Zama, 2018
Lucrecia Martel
Fin du XVIIIème siècle, dans une colonie d’Amérique latine, le juge don Diego de Zama espère une lettre du vice roi du Río de la Plata signifant sa mutation pour Buenos Aires. Souffrant de l’éloignement et du manque de reconnaissance, il perd patience et, pour se libérer de son attente, se lance à la poursuite d’un mystérieux bandit.
Le (génial) premier film de Lucrecia Martel s’intitulait « La cienaga », c’est à dire le marécage. Elle y auscultait une famille bourgeoise entre ennui estival et refoulements fiévreux.
La cinéaste semble reprendre les choses au commencement, de son cinéma comme de son pays, en nous présentant son héros en train d’observer à la dérobée un groupe de femmes nues en train de s’enduire de vase.
Le grand empire espagnole serait-il né d’une pulsion scopique et fangeuse?
Si don Diego se fait piteusement attraper dans sa position de voyeur, il s’agit, en ce début de film, encore d’une pulsion de vie.
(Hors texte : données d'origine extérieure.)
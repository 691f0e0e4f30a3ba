//! Trail Planner Library - Trail Graph Construction and Route Optimization
//!
//! This library turns a set of raw GPS track recordings into a connected trail
//! graph and selects a long, bounded-length hiking route from it with a
//! mixed-integer linear program.
//!
//! # Architecture
//!
//! - **[`Track`]**: One normalized, one-way trail line with its split nodes
//! - **[`ConnectionTable`]**: Pairwise intersection facts between tracks
//! - **[`PathRegistry`]**: Find-or-create store of deduplicated [`Path`] edges
//! - **[`TrailGraph`]**: Undirected multigraph of nodes and paths
//! - **[`TrailNetwork`]**: One planning run, from track loading to the assembled graph
//! - **[`RouteOptimizer`]**: MILP model over the graph, solved per [`RouteQuery`]
//!
//! # Data Flow
//!
//! ```text
//! GPX files -> Track::new -> ConnectionTable::detect -> Track::segment
//!           -> TrailGraph::from_tracks -> RouteOptimizer::solve -> export::write_gpx
//! ```
//!
//! # Units
//!
//! Geometry is stored in degrees (longitude, latitude). Every distance and
//! threshold exposed through the API is in kilometers, converted with the
//! constant [`Config::km_per_degree`] scale.

mod config;
mod connections;
pub mod export;
pub mod geometry;
mod graph;
mod network;
mod optimizer;
mod path;
pub mod source;
mod track;
pub mod utils;

// Public API exports
pub use config::{
    Config, DEFAULT_INTERSECTION_TOLERANCE_KM, DEFAULT_SNAP_TOLERANCE_KM, KM_PER_DEGREE,
};
pub use connections::{Connection, ConnectionTable};
pub use graph::TrailGraph;
pub use network::{LoadReport, TrailNetwork};
pub use optimizer::{RouteOptimizer, RouteOutcome, RouteQuery, RouteSolution, SelectedEdge};
pub use path::{NewPath, Path, PathHash, PathRegistry};
pub use source::{CoordinateGeocoder, Geocoder, GpxDirectory, RawTrack, TrackSource};
pub use track::{NodeStop, Track};
pub use utils::NodeKey;

use std::time::Duration;

/// Geometry failures while snapping or splitting a line within tolerance
#[derive(Debug, Clone, PartialEq, thiserror::Error)]
pub enum GeometryError {
    #[error("Point ({x}, {y}) is {distance} deg from the line, beyond tolerance {tolerance}")]
    SnapFailed {
        x: f64,
        y: f64,
        distance: f64,
        tolerance: f64,
    },

    #[error("Split point ({x}, {y}) lands on the start of the line")]
    AtLineStart { x: f64, y: f64 },

    #[error("Split point ({x}, {y}) lands on the end of the line")]
    AtLineEnd { x: f64, y: f64 },

    #[error("Degenerate line: {0}")]
    Degenerate(String),
}

/// Failures while loading a single track from a source
#[derive(Debug, thiserror::Error)]
pub enum TrackLoadError {
    #[error("IO error reading {identifier}: {source}")]
    Io {
        identifier: String,
        #[source]
        source: std::io::Error,
    },

    #[error("GPX parsing error in {identifier}: {source}")]
    GpxParse {
        identifier: String,
        #[source]
        source: gpx::errors::GpxError,
    },

    #[error("No track found in {0}")]
    NoTrack(String),

    #[error("Track {identifier} has {points} point(s), at least 2 are required")]
    TooFewPoints { identifier: String, points: usize },

    #[error("Track name {name:?} from {identifier} is already loaded")]
    DuplicateName { identifier: String, name: String },
}

/// Failures while resolving a place name to coordinates
#[derive(Debug, Clone, PartialEq, thiserror::Error)]
pub enum GeocodeError {
    #[error("Unable to resolve location {0:?}")]
    Unresolvable(String),

    #[error("Coordinates ({lat}, {lon}) are out of range")]
    OutOfRange { lat: f64, lon: f64 },
}

/// Top-level error type for planning runs
#[derive(Debug, thiserror::Error)]
pub enum PlannerError {
    #[error(transparent)]
    TrackLoad(#[from] TrackLoadError),

    #[error(transparent)]
    Geocode(#[from] GeocodeError),

    #[error(transparent)]
    Geometry(#[from] GeometryError),

    #[error("Model construction failed: {0}")]
    ModelConstruction(String),

    #[error("No feasible route: {0}")]
    InfeasibleRoute(String),

    #[error("No route found within the {0:?} solver time limit")]
    SolverTimeout(Duration),

    #[error("Solver error: {0}")]
    Solver(String),

    #[error("GPX writing error: {0}")]
    GpxWrite(#[from] gpx::errors::GpxError),

    #[error("IO error: {0}")]
    Io(#[from] std::io::Error),
}

impl PlannerError {
    /// True for outcomes that mean "no route for these bounds" rather than a defect
    pub fn is_infeasible(&self) -> bool {
        matches!(
            self,
            PlannerError::InfeasibleRoute(_) | PlannerError::SolverTimeout(_)
        )
    }
}

pub type Result<T> = std::result::Result<T, PlannerError>;

#[cfg(test)]
mod tests {
    use super::*;

    #[test]
    fn test_public_exports() {
        let _: fn() -> Config = Config::default;
        let _: fn() -> PathRegistry = PathRegistry::new;
    }

    #[test]
    fn test_infeasible_errors_are_not_defects() {
        assert!(PlannerError::InfeasibleRoute("too long".into()).is_infeasible());
        assert!(PlannerError::SolverTimeout(Duration::from_secs(1)).is_infeasible());
        assert!(!PlannerError::ModelConstruction("bad".into()).is_infeasible());
    }
}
La suite de son aventure consistera en un long voyage de mort, une traversée calme des enfers, qu’il provoque lui-même pour mettre fin à son oisiveté.
Le personnage est d’une belle opacité et son interprète, Daniel Giménez Cacho, lui apporte un fabuleux regard de rapace perplexe.
Souvent, ce regard est troublé par des apparitions qu’il nous impose de mettre en doute : « Zama » est un film de fantômes.
Parfois, ce regard est dédoublé par celui d’un animal, chien, lama, volatile dont la gueule pointe dans le cadre comme pour faire vaciller les derniers repères rationnels dans les magnifiques tableaux composés par Lucrecia Martel.
La première partie du film consiste en un ressassement cendreux dans lequel les vivants ne semble incarner que les bateliers du Styx où ils accompagnent les morts.
Puis, les vivants eux-mêmes tentent le trajet.
Les spectres d’intérieurs se changent alors en diables rouges, , en hommes à têtes d’oiseaux ou en mercenaires édentés qui feront subir la fureur de la jungle à celui qui les a défié.
Au commencement était la boue, et à la fin, adviendra la fièvre.
Werner Herzog n’a pas été mentionné dans cet article.